Task input:
// This Source Code Form is subject to the terms of the Mozilla Public
// License, v. 2.0. If a copy of the MPL was not distributed with this
// file, You can obtain one at https://mozilla.org/MPL/2.0/.

//! Board-management coprocessor firmware for the signtest carrier board.
//!
//! An LPC1343 sits between a USB host and a carrier board holding an FPGA and
//! the SPI flash it boots from. Over USB it offers:
//!
//! - a vendor control protocol for telemetry, power sequencing, LEDs, the
//!   flash (erase/program/read/identify) and raw SPI exchanges with either the
//!   flash or the FPGA, staged through a 256-byte scratch pad;
//! - a pair of bulk endpoints acting as a byte stream;
//! - Microsoft OS descriptors, so Windows binds WinUSB without an INF.
//!
//! There is no USB stack crate underneath. The control pipe is a small state
//! machine driven directly off the LPC13xx Serial Interface Engine (SIE)
//! command interface, which makes it possible to read the whole exchange from
//! the SETUP packet to the status stage in a handful of files:
//!
//! - [`usb::sie`] and [`usb::endpoint`] talk to the hardware,
//! - [`usb::control`] runs the data and status stages,
//! - [`usb`] decodes standard requests and glues the endpoints together,
//! - [`vendor`] implements the board protocol on top of [`board`] and
//!   [`arbiter`].
//!
//! Everything that touches registers sits behind a trait, so the library is
//! `no_std` on the target but builds and tests on the host. The firmware
//! image itself lives in `src/main.rs` and the LPC1343 implementations of the
//! traits in [`lpc13xx`].

#![cfg_attr(not(test), no_std)]

#[macro_use]
mod fmt;

pub mod app;
pub mod arbiter;
pub mod board;
pub mod config;
pub mod dpc;
pub mod retry;
pub mod ring;
pub mod scratch;
pub mod serial;
pub mod usb;
pub mod vendor;

#[cfg(target_os = "none")]
pub mod lpc13xx;

#[cfg(test)]
mod mock;
// This Source Code Form is subject to the terms of the Mozilla Public
// License, v. 2.0. If a copy of the MPL was not distributed with this
// file, You can obtain one at https://mozilla.org/MPL/2.0/.

//! Host-visible staging buffer.
//!
//! Vendor requests move bulk payloads through this buffer: the host writes
//! into it with an OUT control transfer, the device reads flash pages into it
//! or exchanges it with an SPI peripheral in place, and the host reads it back
//! with an IN transfer.

use crate::config::SCRATCH_SIZE;
use crate::usb::control::Stall;

#[derive(Copy, Clone, Debug, PartialEq, Eq)]
#[cfg_attr(feature = "defmt", derive(defmt::Format))]
pub enum ScratchError {
    /// The requested window does not fit in the pad.
    OutOfRange,
}

impl From<ScratchError> for Stall {
    fn from(_: ScratchError) -> Self {
        Stall
    }
}

pub struct ScratchPad([u8; SCRATCH_SIZE]);

impl ScratchPad {
    pub const fn new() -> Self {
        Self([0; SCRATCH_SIZE])
    }

    /// Window for the host to read. A window running off the end is clipped;
    /// only an offset past the end is an error.
    pub fn readable(&self, offset: usize, len: usize) -> Result<&[u8], ScratchError> {
        let tail = self.0.get(offset..).ok_or(ScratchError::OutOfRange)?;
        Ok(&tail[..len.min(tail.len())])
    }

    /// Window to be overwritten, whether by the host or by an SPI exchange.
    /// Must fit entirely.
    pub fn writable(&mut self, offset: usize, len: usize) -> Result<&mut [u8], ScratchError> {
        let end = offset.checked_add(len).ok_or(ScratchError::OutOfRange)?;
        self.0.get_mut(offset..end).ok_or(ScratchError::OutOfRange)
    }

    pub fn fill(&mut self, byte: u8) {
        self.0.fill(byte);
    }

    pub fn clear(&mut self) {
        self.fill(0);
    }

    pub fn as_slice(&self) -> &[u8] {
        &self.0
    }

    pub fn as_mut_slice(&mut self) -> &mut [u8] {
        &mut self.0
    }
}

impl Default for ScratchPad {
    fn default() -> Self {
        Self::new()
    }
}
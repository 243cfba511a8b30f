use std::env;
use std::fs;
use std::path::PathBuf;

fn main() {
    // Copy the linker fragments to the build output directory so the linker
    // can find them. `device.x` names the default handler for every device
    // interrupt; cortex-m-rt includes it when built with its `device`
    // feature.
    let out = &PathBuf::from(env::var_os("OUT_DIR").unwrap());
    for file in ["memory.x", "device.x"] {
        fs::copy(file, out.join(file)).unwrap();
        println!("cargo:rerun-if-changed={file}");
    }
    println!("cargo:rustc-link-search={}", out.display());

    println!("cargo:rustc-link-arg-bins=-Tlink.x");
    if env::var_os("CARGO_FEATURE_DEFMT").is_some() {
        println!("cargo:rustc-link-arg-bins=-Tdefmt.x");
    }
}
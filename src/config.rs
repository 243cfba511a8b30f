// This Source Code Form is subject to the terms of the Mozilla Public
// License, v. 2.0. If a copy of the MPL was not distributed with this
// file, You can obtain one at https://mozilla.org/MPL/2.0/.

//! Device identity, sizes and timing budgets.

use static_assertions::const_assert;

// USB identity. The IDs are arbitrary but stable; host tools match on them.
pub const USB_VID: u16 = 0x544C;
pub const USB_PID: u16 = 0x4C7F;
pub const USB_DEVICE_RELEASE: u16 = 0x0001;

pub const MANUFACTURER: &str = "MatrixDriver";
pub const PRODUCT: &str = "MatrixDriver Test Device";

/// Vendor request code the host should use to fetch the Microsoft OS feature
/// descriptors. Advertised through the 0xEE string descriptor.
pub const MS_VENDOR_CODE: u8 = 0x41;

/// Interface GUID handed to WinUSB through the extended properties
/// descriptor. Host applications open the device by this GUID.
pub const DEVICE_INTERFACE_GUID: &str = "{b86d3dd6-c9d8-4401-959b-efbbd9bf1f3c}";

/// Max packet size of every endpoint, control included.
pub const PACKET_SIZE: usize = 64;

/// Host-visible staging buffer for vendor payloads.
pub const SCRATCH_SIZE: usize = 256;

/// Room for descriptors assembled at runtime (strings, extended properties)
/// and small vendor replies.
pub const RESPONSE_SIZE: usize = 256;

pub const SERIAL_RX_SIZE: usize = 128;
pub const SERIAL_TX_SIZE: usize = 512;

const_assert!(SERIAL_RX_SIZE.is_power_of_two());
const_assert!(SERIAL_TX_SIZE.is_power_of_two());
const_assert!(SERIAL_RX_SIZE > PACKET_SIZE);
const_assert!(SCRATCH_SIZE <= u16::MAX as usize);
const_assert!(SCRATCH_SIZE <= RESPONSE_SIZE);

pub const FLASH_SECTOR_SIZE: u32 = 4096;
pub const FLASH_BLOCK_SIZE: u32 = 65536;
pub const FLASH_PAGE_SIZE: u32 = 256;
/// Largest address reachable with a 3-byte address.
pub const FLASH_ADDRESS_LIMIT: u32 = 1 << 24;

const_assert!(FLASH_PAGE_SIZE as usize <= SCRATCH_SIZE);

cfg_if::cfg_if! {
    if #[cfg(feature = "flash-mx25l")] {
        /// JEDEC id of the Macronix MX25L part fitted to some boards.
        pub const FLASH_ID: u32 = 0xC2_2013;
    } else {
        /// JEDEC id of the Spansion S25FL116K. Sector and block sizes above
        /// assume this part; anything else must be explicitly overridden by
        /// the host before it is erased or programmed.
        pub const FLASH_ID: u32 = 0x01_4015;
    }
}

/// Status polls before a flash erase/program is reported as failed.
pub const FLASH_BUSY_BUDGET: u32 = 1_000_000;
/// DONE polls before an FPGA reboot is reported as failed.
pub const FPGA_BOOT_BUDGET: u32 = 1_000_000;

/// Periodic ticks between a reprogram request and the jump into ISP, giving
/// the status stage of the request time to reach the host.
pub const REPROGRAM_TICKS: u8 = 5;

/// Periodic tick rate.
pub const TICK_HZ: u32 = 100;

// NVIC priorities, raw 8-bit values (the LPC1343 implements the top three
// bits). The USB engine sits just below the tick; the DPC is the lowest.
pub const TICK_PRIORITY: u8 = 0x00;
pub const USB_PRIORITY: u8 = 0x40;
pub const DPC_PRIORITY: u8 = 0xF8;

Work request:
Working from the data above, extract solely the lines from the one containing "erased or programmed." through the one containing "pub const TICK_HZ: u32 = 100;", exactly as they appear, both included.

Exercise response:
        /// the host before it is erased or programmed.
        pub const FLASH_ID: u32 = 0x01_4015;
    }
}

/// Status polls before a flash erase/program is reported as failed.
pub const FLASH_BUSY_BUDGET: u32 = 1_000_000;
/// DONE polls before an FPGA reboot is reported as failed.
pub const FPGA_BOOT_BUDGET: u32 = 1_000_000;

/// Periodic ticks between a reprogram request and the jump into ISP, giving
/// the status stage of the request time to reach the host.
pub const REPROGRAM_TICKS: u8 = 5;

/// Periodic tick rate.
pub const TICK_HZ: u32 = 100;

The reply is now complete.